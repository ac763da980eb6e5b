//! Error types for template resolution and configuration
//!
//! The builder itself never validates SQL. Errors only arise from opt-in
//! strict marker checking, from placeholder binding, and from configuration.

/// Result type alias for template operations
pub type TemplateResult<T> = Result<T, TemplateError>;

/// Errors raised while resolving a template or preparing it for a driver
#[derive(Debug, thiserror::Error)]
pub enum TemplateError {
    #[error("Unresolved marker '/**{marker}**/' in template skeleton")]
    UnresolvedMarker { marker: String },

    #[error("No value bound for parameter '{name}'")]
    MissingParameter { name: String },

    #[error("Invalid parameters: {message}")]
    InvalidParameters { message: String },

    #[error("Serialization error: {0}")]
    Serialization(#[from] serde_json::Error),
}

/// Configuration error type
#[derive(Debug, thiserror::Error)]
pub enum ConfigError {
    #[error("Invalid value for field '{field}': '{value}'. Expected: {expected}")]
    InvalidValue {
        field: String,
        value: String,
        expected: String,
    },

    #[error("YAML error: {0}")]
    Yaml(#[from] serde_yaml::Error),
}

impl ConfigError {
    /// Create an invalid value error
    pub fn invalid_value(
        field: impl Into<String>,
        value: impl Into<String>,
        expected: impl Into<String>,
    ) -> Self {
        Self::InvalidValue {
            field: field.into(),
            value: value.into(),
            expected: expected.into(),
        }
    }
}

#[cfg(test)]
mod tests {
    use super::*;

    #[test]
    fn test_error_messages() {
        let err = TemplateError::UnresolvedMarker {
            marker: "wehre".to_string(),
        };
        assert_eq!(
            err.to_string(),
            "Unresolved marker '/**wehre**/' in template skeleton"
        );

        let err = ConfigError::invalid_value("dialect", "db2", "mysql, oracle or other");
        assert!(err.to_string().contains("'db2'"));
    }
}
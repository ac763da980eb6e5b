//! SELECT lists, INTERSECT, SET and bare parameters

use super::sql_builder::SqlBuilder;
use crate::clause::ClauseKind;
use crate::params::Parameters;

impl SqlBuilder {
    /// Add an expression to the outer select list
    pub fn select(&mut self, sql: &str, parameters: impl Into<Parameters>) -> &mut Self {
        self.add_kind(ClauseKind::Select, sql, parameters.into(), false)
    }

    /// Add an expression to the select list of the inner (correlated) query
    pub fn insight_select(&mut self, sql: &str, parameters: impl Into<Parameters>) -> &mut Self {
        self.add_kind(ClauseKind::InsightSelect, sql, parameters.into(), false)
    }

    /// Intersect with another complete SELECT statement
    pub fn intersect(&mut self, sql: &str, parameters: impl Into<Parameters>) -> &mut Self {
        self.add_kind(ClauseKind::Intersect, sql, parameters.into(), false)
    }

    /// Add an assignment for an UPDATE skeleton, e.g. `Name = @name`
    pub fn set(&mut self, sql: &str, parameters: impl Into<Parameters>) -> &mut Self {
        self.add_kind(ClauseKind::Set, sql, parameters.into(), false)
    }

    /// Bind values without contributing any SQL text
    pub fn add_parameters(&mut self, parameters: impl Into<Parameters>) -> &mut Self {
        self.add_kind(ClauseKind::Parameters, "", parameters.into(), false)
    }
}
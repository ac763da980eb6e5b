//! SQL dialects
//!
//! The dialect only changes how paging is expressed, how the default
//! skeleton wraps paged queries, and which placeholder syntax is used.

use serde::Deserialize;

use crate::error::ConfigError;

/// Target database flavor
#[derive(Debug, Clone, Copy, PartialEq, Eq, Hash, Default, Deserialize)]
#[serde(rename_all = "lowercase")]
pub enum Dialect {
    /// `LIMIT`/`OFFSET` paging, `@name` parameters
    #[default]
    MySql,
    /// `ROWNUM` paging, `:name` parameters. Every non-MySQL database maps here.
    #[serde(alias = "other")]
    Oracle,
}

impl Dialect {
    /// Prefix of a named parameter in clause text
    pub fn parameter_prefix(&self) -> char {
        match self {
            Dialect::MySql => '@',
            Dialect::Oracle => ':',
        }
    }

    /// Named placeholder for `name`, e.g. `@take` or `:take`
    pub fn named_parameter(&self, name: &str) -> String {
        format!("{}{}", self.parameter_prefix(), name)
    }

    /// Positional placeholder understood by the driver (1-based position)
    pub fn positional_placeholder(&self, position: usize) -> String {
        match self {
            Dialect::MySql => "?".to_string(),
            Dialect::Oracle => format!(":{}", position),
        }
    }

    pub fn is_mysql(&self) -> bool {
        matches!(self, Dialect::MySql)
    }
}

impl std::fmt::Display for Dialect {
    fn fmt(&self, f: &mut std::fmt::Formatter<'_>) -> std::fmt::Result {
        match self {
            Dialect::MySql => write!(f, "mysql"),
            Dialect::Oracle => write!(f, "oracle"),
        }
    }
}

impl std::str::FromStr for Dialect {
    type Err = ConfigError;

    fn from_str(s: &str) -> Result<Self, Self::Err> {
        match s.trim().to_lowercase().as_str() {
            "mysql" | "mariadb" => Ok(Dialect::MySql),
            "oracle" | "other" => Ok(Dialect::Oracle),
            _ => Err(ConfigError::invalid_value(
                "dialect",
                s,
                "mysql, oracle or other",
            )),
        }
    }
}

#[cfg(test)]
mod tests {
    use super::*;

    #[test]
    fn test_parse_dialect() {
        assert_eq!("MySQL".parse::<Dialect>().unwrap(), Dialect::MySql);
        assert_eq!("mariadb".parse::<Dialect>().unwrap(), Dialect::MySql);
        assert_eq!("other".parse::<Dialect>().unwrap(), Dialect::Oracle);
        assert!("postgres".parse::<Dialect>().is_err());
    }

    #[test]
    fn test_placeholders() {
        assert_eq!(Dialect::MySql.named_parameter("take"), "@take");
        assert_eq!(Dialect::Oracle.named_parameter("take"), ":take");
        assert_eq!(Dialect::MySql.positional_placeholder(3), "?");
        assert_eq!(Dialect::Oracle.positional_placeholder(3), ":3");
    }
}
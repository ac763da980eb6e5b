//! Marker substitution
//!
//! Every populated group replaces its `/**name**/` marker; whatever markers
//! remain afterwards are stripped according to the configured policy.

use once_cell::sync::Lazy;
use regex::Regex;

use crate::clause::{marker, ClauseKind, ClauseStore};
use crate::config::MarkerPolicy;
use crate::error::{TemplateError, TemplateResult};
use crate::params::Parameters;

static MARKER_PATTERN: Lazy<Regex> =
    Lazy::new(|| Regex::new(r"/\*\*(.+?)\*\*/").expect("marker pattern is a valid regex"));

/// Substitute every group of `store` into `skeleton`
///
/// Parameters start from `initial`, then every group merges its clause
/// parameters in creation order, whether or not its marker is present.
pub(crate) fn render(
    skeleton: &str,
    store: &ClauseStore,
    initial: &Parameters,
    policy: MarkerPolicy,
) -> TemplateResult<(String, Parameters)> {
    let mut parameters = initial.clone();
    let mut sql = skeleton.to_string();

    for group in store.groups() {
        let resolved = group.resolve(&mut parameters);
        if group.is_empty() {
            continue;
        }
        let marker = marker(group.name());
        if sql.contains(&marker) {
            sql = sql.replace(&marker, &resolved);
        }
    }

    check_leftovers(&sql, store, policy)?;
    let sql = MARKER_PATTERN.replace_all(&sql, "").into_owned();
    Ok((sql, parameters))
}

/// Names of every marker in `sql`, in order of appearance
pub fn marker_names(sql: &str) -> Vec<String> {
    MARKER_PATTERN
        .captures_iter(sql)
        .map(|caps| caps[1].to_string())
        .collect()
}

fn check_leftovers(sql: &str, store: &ClauseStore, policy: MarkerPolicy) -> TemplateResult<()> {
    if policy == MarkerPolicy::Strip {
        return Ok(());
    }

    for name in marker_names(sql) {
        if ClauseKind::from_name(&name).is_some() || store.group(&name).is_some() {
            continue;
        }
        match policy {
            MarkerPolicy::Deny => return Err(TemplateError::UnresolvedMarker { marker: name }),
            _ => tracing::warn!("Stripping unknown template marker /**{}**/", name),
        }
    }
    Ok(())
}
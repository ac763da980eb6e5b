//! ORDER BY, GROUP BY, HAVING

use super::sql_builder::SqlBuilder;
use crate::clause::ClauseKind;
use crate::params::Parameters;

impl SqlBuilder {
    /// Add an ORDER BY term (ascending unless the text says otherwise)
    pub fn order_by(&mut self, sql: &str, parameters: impl Into<Parameters>) -> &mut Self {
        self.add_kind(ClauseKind::OrderBy, sql, parameters.into(), false)
    }

    /// Add a descending ORDER BY term
    pub fn order_desc_by(&mut self, sql: &str, parameters: impl Into<Parameters>) -> &mut Self {
        self.add_kind(
            ClauseKind::OrderBy,
            format!("{} DESC", sql),
            parameters.into(),
            false,
        )
    }

    pub fn insight_order_by(&mut self, sql: &str, parameters: impl Into<Parameters>) -> &mut Self {
        self.add_kind(ClauseKind::InsightOrderBy, sql, parameters.into(), false)
    }

    pub fn group_by(&mut self, sql: &str, parameters: impl Into<Parameters>) -> &mut Self {
        self.add_kind(ClauseKind::GroupBy, sql, parameters.into(), false)
    }

    /// Set the inner query's GROUP BY, replacing any previous one
    pub fn insight_group_by(&mut self, sql: &str, parameters: impl Into<Parameters>) -> &mut Self {
        self.replace_kind(ClauseKind::InsightGroupBy, sql, parameters.into())
    }

    pub fn having(&mut self, sql: &str, parameters: impl Into<Parameters>) -> &mut Self {
        self.add_kind(ClauseKind::Having, sql, parameters.into(), false)
    }
}

#[cfg(test)]
mod tests {
    use crate::{Dialect, SqlBuilder};
    use serde_json::json;

    #[test]
    fn test_order_by_terms() {
        let mut builder = SqlBuilder::new("Products", Dialect::MySql);
        builder.order_by("p.Name", ()).order_desc_by("p.CreatedAt", ());

        let template = builder.add_template("SELECT * FROM Products p /**orderby**/", ());
        assert_eq!(
            template.raw_sql().unwrap(),
            "SELECT * FROM Products p \nORDER BY p.Name , p.CreatedAt DESC\n"
        );
    }

    #[test]
    fn test_group_by_and_having() {
        let mut builder = SqlBuilder::new("Orders", Dialect::MySql);
        builder
            .select("o.CustomerId", ())
            .select("SUM(o.Total) AS Spent", ())
            .group_by("o.CustomerId", ())
            .having("SUM(o.Total) > @floor", json!({"floor": 500}))
            .having("COUNT(*) > 1", ());

        let template = builder.add_template(
            "SELECT /**select**/ FROM Orders o /**groupby**/ /**having**/",
            (),
        );
        assert_eq!(
            template.raw_sql().unwrap(),
            "SELECT o.CustomerId , SUM(o.Total) AS Spent\n FROM Orders o \nGROUP BY o.CustomerId\n \nHAVING SUM(o.Total) > @floor AND COUNT(*) > 1\n"
        );
    }

    #[test]
    fn test_insight_group_by_replaces() {
        let mut builder = SqlBuilder::new("Orders", Dialect::MySql);
        builder
            .insight_group_by("o.CustomerId", ())
            .insight_group_by("o.StoreId", ());

        let group = builder.group("insightgroupby").unwrap();
        assert_eq!(group.len(), 1);
        assert_eq!(group.clauses()[0].sql, "o.StoreId");
    }

    #[test]
    fn test_group_by_accumulates() {
        let mut builder = SqlBuilder::new("Orders", Dialect::MySql);
        builder.group_by("a", ()).group_by("b", ());
        assert_eq!(builder.group("groupby").unwrap().len(), 2);
    }
}
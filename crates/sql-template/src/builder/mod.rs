//! Builder façade - one fluent method per clause kind

pub mod joins;
pub mod ordering;
pub mod pagination;
pub mod select;
pub(crate) mod sql_builder;
pub mod where_clause;

pub use pagination::{ROW_NUMBER_COLUMN, SKIP_PARAMETER, TAKE_PARAMETER};
pub use sql_builder::SqlBuilder;
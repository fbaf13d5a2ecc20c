//! Durable per-session fulfillment state.

use common::SessionId;
use store::{FulfillmentRecord, FulfillmentStore};

use crate::error::Result;

/// Result of starting (or resuming) a session.
#[derive(Debug, Clone, PartialEq)]
pub enum StartOutcome {
    /// The record is Processing and this delivery owns the attempt.
    Started(FulfillmentRecord),
    /// The session was already completed by an earlier delivery.
    AlreadyCompleted(FulfillmentRecord),
}

impl StartOutcome {
    pub fn record(&self) -> &FulfillmentRecord {
        match self {
            StartOutcome::Started(record) | StartOutcome::AlreadyCompleted(record) => record,
        }
    }
}

/// Start/resume, complete and fail transitions for fulfillment records.
#[derive(Debug, Clone)]
pub struct FulfillmentTracker<S> {
    store: S,
}

impl<S: FulfillmentStore> FulfillmentTracker<S> {
    pub fn new(store: S) -> Self {
        Self { store }
    }

    /// Starts processing a session, or resumes it on redelivery.
    ///
    /// Safe to call on every delivery: the first one inserts the record, a
    /// later one on a Failed or Processing record bumps the attempt count,
    /// and any delivery for a Completed session gets `AlreadyCompleted`.
    pub async fn start(&self, session_id: &SessionId, event_id: &str) -> Result<StartOutcome> {
        if let Some(record) = self.store.insert_fulfillment(session_id, event_id).await? {
            return Ok(StartOutcome::Started(record));
        }

        if let Some(existing) = self.store.get_fulfillment(session_id).await?
            && existing.is_completed()
        {
            return Ok(StartOutcome::AlreadyCompleted(existing));
        }

        if let Some(record) = self.store.restart_fulfillment(session_id, event_id).await? {
            tracing::info!(
                %session_id,
                attempt = record.attempt_count,
                "resuming fulfillment"
            );
            return Ok(StartOutcome::Started(record));
        }

        // The restart lost a race against a concurrent completion.
        let record = self.store.get_fulfillment(session_id).await?.ok_or_else(|| {
            store::StoreError::InvalidData(format!(
                "fulfillment record for session {session_id} disappeared"
            ))
        })?;
        Ok(StartOutcome::AlreadyCompleted(record))
    }

    /// Records a failure. Storage errors are logged, never returned.
    pub async fn mark_failed(&self, session_id: &SessionId, message: &str) {
        if let Err(e) = self
            .store
            .mark_fulfillment_failed(session_id, message)
            .await
        {
            tracing::error!(%session_id, error = %e, "failed to record fulfillment failure");
        }
    }

    /// Marks the session completed. Idempotent.
    pub async fn mark_completed(&self, session_id: &SessionId) -> Result<()> {
        self.store.mark_fulfillment_completed(session_id).await?;
        Ok(())
    }

    pub async fn get(&self, session_id: &SessionId) -> Result<Option<FulfillmentRecord>> {
        Ok(self.store.get_fulfillment(session_id).await?)
    }
}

- **WHAT YOU WILL DO**
In the entries above, which lines hold the string "driver"? Report all of them.

- **OUTPUT FOR THIS TASK**
/// Errors raised while resolving a template or preparing it for a driver
    /// Positional placeholder understood by the driver (1-based position)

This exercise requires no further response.